Five Categories of Records to Preserve
1. Status and Employment Records
Because seaman status is frequently disputed, all records showing the worker’s relationship to the employer, the vessel, and any fleet matter:
- personnel file;
- offer letter or contract;
- job description;
- payroll records and time records;
- hitch schedules;
- crew rosters;
- vessel assignments and voyage history;
- training records.
These materials bear directly on whether the worker had the substantial vessel connection required by Chandris and whether the defendant is the proper Jones Act employer.

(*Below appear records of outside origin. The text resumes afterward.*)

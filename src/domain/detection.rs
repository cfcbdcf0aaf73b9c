//! PiiCandidate / DetectionResult: the output of the detection pipeline
//! before and after conflict resolution and threshold filtering.

use super::schema::ColumnId;
use serde::{Deserialize, Serialize};
use std::collections::BTreeSet;

#[derive(Debug, Clone, Copy, PartialEq, Eq, PartialOrd, Ord, Hash, Serialize, Deserialize)]
pub enum StrategyName {
    Heuristic,
    Regex,
    Ner,
    QuasiIdentifier,
}

impl StrategyName {
    /// Conflict-resolution priority: HEURISTIC > REGEX > NER. QI candidates
    /// never compete with PII candidates for the same `piiType` tag in
    /// practice (their type tags are disjoint), but are ranked last so the
    /// ordering is still total.
    pub fn priority(self) -> u8 {
        match self {
            StrategyName::Heuristic => 3,
            StrategyName::Regex => 2,
            StrategyName::Ner => 1,
            StrategyName::QuasiIdentifier => 0,
        }
    }

    pub fn as_str(self) -> &'static str {
        match self {
            StrategyName::Heuristic => "HEURISTIC",
            StrategyName::Regex => "REGEX",
            StrategyName::Ner => "NER",
            StrategyName::QuasiIdentifier => "QUASI_IDENTIFIER",
        }
    }
}

impl std::fmt::Display for StrategyName {
    fn fmt(&self, f: &mut std::fmt::Formatter<'_>) -> std::fmt::Result {
        f.write_str(self.as_str())
    }
}

#[derive(Debug, Clone, Serialize, Deserialize)]
pub struct PiiCandidate {
    pub column_id: ColumnId,
    pub pii_type: String,
    pub confidence: f64,
    pub strategy: StrategyName,
    pub evidence: String,
}

impl PiiCandidate {
    pub fn new(
        column_id: ColumnId,
        pii_type: impl Into<String>,
        confidence: f64,
        strategy: StrategyName,
        evidence: impl Into<String>,
    ) -> Self {
        Self {
            column_id,
            pii_type: pii_type.into(),
            confidence: confidence.clamp(0.0, 1.0),
            strategy,
            evidence: evidence.into(),
        }
    }
}

#[derive(Debug, Clone, Serialize, Deserialize)]
pub struct DetectionResult {
    pub column_id: ColumnId,
    pub candidates: Vec<PiiCandidate>,
}

impl DetectionResult {
    pub fn empty(column_id: ColumnId) -> Self {
        Self { column_id, candidates: Vec::new() }
    }

    pub fn has_pii(&self, reporting_threshold: f64) -> bool {
        self.candidates.iter().any(|c| c.confidence >= reporting_threshold)
    }

    pub fn highest_confidence_candidate(&self) -> Option<&PiiCandidate> {
        self.candidates
            .iter()
            .max_by(|a, b| a.confidence.partial_cmp(&b.confidence).unwrap())
    }

    pub fn highest_confidence_type(&self) -> String {
        self.highest_confidence_candidate().map(|c| c.pii_type.clone()).unwrap_or_default()
    }

    pub fn highest_confidence_score(&self) -> f64 {
        self.highest_confidence_candidate().map(|c| c.confidence).unwrap_or(0.0)
    }

    pub fn detection_methods(&self) -> BTreeSet<StrategyName> {
        self.candidates.iter().map(|c| c.strategy).collect()
    }

    /// True if any surviving candidate's `piiType` belongs to the QI family
    /// (tag begins with `QUASI_ID` or was contributed by the QI strategy).
    pub fn has_qi_candidate(&self) -> bool {
        self.candidates.iter().any(|c| {
            c.strategy == StrategyName::QuasiIdentifier || c.pii_type.starts_with("QUASI_ID")
        })
    }
}

#[cfg(test)]
mod tests {
    use super::*;

    #[test]
    fn has_pii_respects_reporting_threshold() {
        let mut result = DetectionResult::empty(ColumnId(0));
        result.candidates.push(PiiCandidate::new(
            ColumnId(0),
            "EMAIL",
            0.4,
            StrategyName::Regex,
            "test",
        ));
        assert!(!result.has_pii(0.5));
        result.candidates.push(PiiCandidate::new(
            ColumnId(0),
            "SSN",
            0.9,
            StrategyName::Heuristic,
            "test",
        ));
        assert!(result.has_pii(0.5));
        assert_eq!(result.highest_confidence_type(), "SSN");
    }

    #[test]
    fn detection_methods_is_union_of_contributing_strategies() {
        let mut result = DetectionResult::empty(ColumnId(0));
        result.candidates.push(PiiCandidate::new(
            ColumnId(0),
            "EMAIL",
            0.9,
            StrategyName::Regex,
            "test",
        ));
        result.candidates.push(PiiCandidate::new(
            ColumnId(0),
            "EMAIL",
            0.9,
            StrategyName::Heuristic,
            "test",
        ));
        let methods = result.detection_methods();
        assert!(methods.contains(&StrategyName::Regex));
        assert!(methods.contains(&StrategyName::Heuristic));
    }

    #[test]
    fn strategy_priority_orders_heuristic_above_regex_above_ner() {
        assert!(StrategyName::Heuristic.priority() > StrategyName::Regex.priority());
        assert!(StrategyName::Regex.priority() > StrategyName::Ner.priority());
    }
}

2. Incident and Liability Records
Materials showing how the incident occurred and what the onboard condition was at the time:
- incident reports;
- captain’s or master’s reports;
- witness statements;
- photographs and video;
- emails, text messages, and radio communications;
- safety meeting records;
- job safety analyses (JSAs);
- permit records;
- inspection records;
- maintenance and repair records;
- post-incident corrective-action documents.
3. Vessel and Voyage Records
Where the event may constitute a reportable marine casualty, voyage records become especially important:
- deck logs;
- engine logs;
- bell books;
- navigation charts;
- radio logs;
- crew lists;
- official logbooks;
- any other vessel records relevant to the incident.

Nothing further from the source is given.